The Gospel for today is one of my favorites, the Visitation of Mary to Elizabeth.  I offer a beautiful poem for your reflection.

Visitation

Two women meet,
cousins yet more than kin—
bound now to one another
by pregnant surprise.

Their unpredictable God has laughed at nature
and made the childless and the virgin bear.

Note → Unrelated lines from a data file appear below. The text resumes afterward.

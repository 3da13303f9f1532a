//! # Component Hierarchy
//!
//! An [`App`] is a named top-level unit that owns its own setup sequence:
//! config provisioning, db/cache provisioning registration, and zero or
//! more mounted subordinate components. The app itself is registered as a
//! starter; its start action performs that sequence.
//!
//! # Mount / Master
//! `mount` absorbs another app as a subordinate: the absorbing app
//! becomes a master, the subordinate's priority is forced strictly below
//! the master's, and the subordinate keeps a back-reference to the master
//! by name (a lookup relation used for config fallback, not ownership).
//!
//! Mounting only wires the hierarchy; the subordinates are registered
//! with the controller when the master itself starts. This two-phase
//! design guarantees the master's provisioning starters are in the queue
//! before any subordinate runs, so subordinates can rely on the master's
//! shared resources being registered (though ordering among them is still
//! priority-driven).

use std::sync::Arc;

use async_trait::async_trait;
use serde::de::DeserializeOwned;
use tracing::debug;

use crate::config::{ConfigSource, Configurator};
use crate::context::SharedContext;
use crate::controller::StartController;
use crate::error::BoxError;
use crate::provision::{ConnHandle, Connector, DbStarter, RedisStarter};
use crate::starter::{priority, Starter};

type DbInterest = (String, Box<dyn FnMut(&ConnHandle) + Send>);

/// A named application component, itself a [`Starter`].
pub struct App {
    name: String,
    priority: i32,
    started: bool,
    master: Option<String>,
    is_master: bool,
    mounts: Vec<App>,
    controller: StartController,
    configurator: Configurator,
    db: Option<Arc<dyn Connector>>,
    db_interests: Vec<DbInterest>,
    cache: Option<Arc<dyn Connector>>,
    cache_ready: Option<Box<dyn FnMut(&ConnHandle) + Send>>,
}

impl App {
    /// Creates a component wired to `controller`, at [`priority::HIGH`].
    ///
    /// The app holds a controller handle so it can register its
    /// provisioning starters and mounts from inside its own start action.
    pub fn new(name: impl Into<String>, controller: &StartController) -> Self {
        Self {
            name: name.into(),
            priority: priority::HIGH,
            started: false,
            master: None,
            is_master: false,
            mounts: Vec::new(),
            controller: controller.clone(),
            configurator: Configurator::default(),
            db: None,
            db_interests: Vec::new(),
            cache: None,
            cache_ready: None,
        }
    }

    pub fn set_priority(mut self, priority: i32) -> Self {
        self.priority = priority;
        self
    }

    pub fn with_config_source(mut self, source: Arc<dyn ConfigSource>) -> Self {
        self.configurator.set_source(source);
        self
    }

    /// Overrides the config lookup name; defaults to the app name.
    pub fn with_config_file(mut self, name: impl Into<String>) -> Self {
        self.configurator.set_file_name(name);
        self
    }

    /// Typed config subscription, applied when this app's config
    /// document resolves. See [`Configurator::subscribe`].
    pub fn subscribe<T, F>(&mut self, key: impl Into<String>, apply: F)
    where
        T: DeserializeOwned,
        F: FnMut(T) + Send + 'static,
    {
        self.configurator.subscribe(key, apply);
    }

    /// Enables database provisioning through `connector`.
    pub fn with_db(mut self, connector: Arc<dyn Connector>) -> Self {
        self.db = Some(connector);
        self
    }

    /// Registers interest in the database published under
    /// `"db.<logical>"`; forwarded to this app's [`DbStarter`].
    pub fn on_db_ready<F>(&mut self, logical: impl Into<String>, listener: F)
    where
        F: FnMut(&ConnHandle) + Send + 'static,
    {
        self.db_interests.push((logical.into(), Box::new(listener)));
    }

    /// Enables cache provisioning through `connector`.
    pub fn with_cache(mut self, connector: Arc<dyn Connector>) -> Self {
        self.cache = Some(connector);
        self
    }

    /// Receives the cache pool selected by the `"<name>.redis"` config
    /// key once it is available.
    pub fn on_cache_ready<F>(&mut self, listener: F)
    where
        F: FnMut(&ConnHandle) + Send + 'static,
    {
        self.cache_ready = Some(Box::new(listener));
    }

    /// Absorbs `sub` as a subordinate of this app.
    ///
    /// Marks this app a master and forces the subordinate's priority
    /// strictly below this app's: a subordinate at or above the master's
    /// priority is lowered to `master - 1`; one already below keeps its
    /// priority.
    pub fn mount(&mut self, mut sub: App) -> &mut Self {
        self.is_master = true;
        if sub.priority >= self.priority {
            sub.priority = self.priority - 1;
        }
        sub.master = Some(self.name.clone());
        debug!(master = %self.name, sub = %sub.name, priority = sub.priority, "component mounted");
        self.mounts.push(sub);
        self
    }

    pub fn is_master(&self) -> bool {
        self.is_master
    }

    /// Name of the master this app is mounted under, if any.
    pub fn master(&self) -> Option<&str> {
        self.master.as_deref()
    }
}

#[async_trait]
impl Starter for App {
    fn name(&self) -> &str {
        &self.name
    }

    fn priority(&self) -> i32 {
        self.priority
    }

    fn started(&self) -> bool {
        self.started
    }

    fn mark_started(&mut self) {
        self.started = true;
    }

    async fn start(&mut self, ctx: &mut SharedContext) -> Result<(), BoxError> {
        self.configurator
            .provision(&self.name, self.master.as_deref(), self.is_master, ctx)?;

        if let Some(connector) = self.db.take() {
            let mut starter = DbStarter::new(self.name.clone(), connector);
            for (logical, listener) in self.db_interests.drain(..) {
                starter.listen(logical, listener);
            }
            self.controller.register(starter)?;
            debug!(component = %self.name, "db starter registered");
        }

        if let Some(connector) = self.cache.take() {
            let mut starter = RedisStarter::new(self.name.clone(), connector);
            if let Some(listener) = self.cache_ready.take() {
                starter.on_ready(listener);
            }
            self.controller.register(starter)?;
            debug!(component = %self.name, "redis starter registered");
        }

        // Deferred subordinate registration: mounts enter the queue only
        // once the master's own setup has been registered.
        if self.is_master {
            for sub in std::mem::take(&mut self.mounts) {
                self.controller.register(sub)?;
            }
        }
        Ok(())
    }
}

#[cfg(test)]
mod tests {
    use super::*;

    #[test]
    fn mounting_lowers_equal_or_higher_priority() {
        let controller = StartController::new();
        let mut master = App::new("shop", &controller).set_priority(priority::HIGH);

        let equal = App::new("inventory", &controller).set_priority(priority::HIGH);
        let higher = App::new("billing", &controller).set_priority(priority::HIGHEST);
        master.mount(equal);
        master.mount(higher);

        assert!(master.is_master());
        for sub in &master.mounts {
            assert_eq!(sub.priority(), priority::HIGH - 1);
            assert_eq!(sub.master(), Some("shop"));
        }
    }

    #[test]
    fn mounting_keeps_already_lower_priority() {
        let controller = StartController::new();
        let mut master = App::new("shop", &controller);
        let low = App::new("reports", &controller).set_priority(priority::LOW);
        master.mount(low);

        assert_eq!(master.mounts[0].priority(), priority::LOW);
    }
}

She of the leaping womb thought barren
bears the restlessness of her God.

And the virgin unknown
becomes the magnifying glass
that makes great her God
for all to see.

The women embrace:
forgotten hope surprised by life
embraces surprising love.

Meeting they touch
the old and the new
the forgotten and the unknown
now revealed in mystery
as ancient desire and time's fullness.

The simple majesty
of their common meeting
is remembered as the uncommon visitation
of God come among us.

Shall our own forgotten hope
protect us from surprise?

Perhaps!

Shall our fear of being known
cause us to turn and hide
from this -- God's embrace?

It is possible.

Shall we trade
the restlessness of God
for oblivion?

Also possible.

But these women,
Elizabeth and Mary,
desire and fullness,
call us to laugh
with our unpredictable God
who comes to visit
such a warm and generous embrace
upon our quaking hearts.

by Harry Hagan, OSB
© Saint Meinrad Archabbey, 1993. All rights reserve. Used with permission.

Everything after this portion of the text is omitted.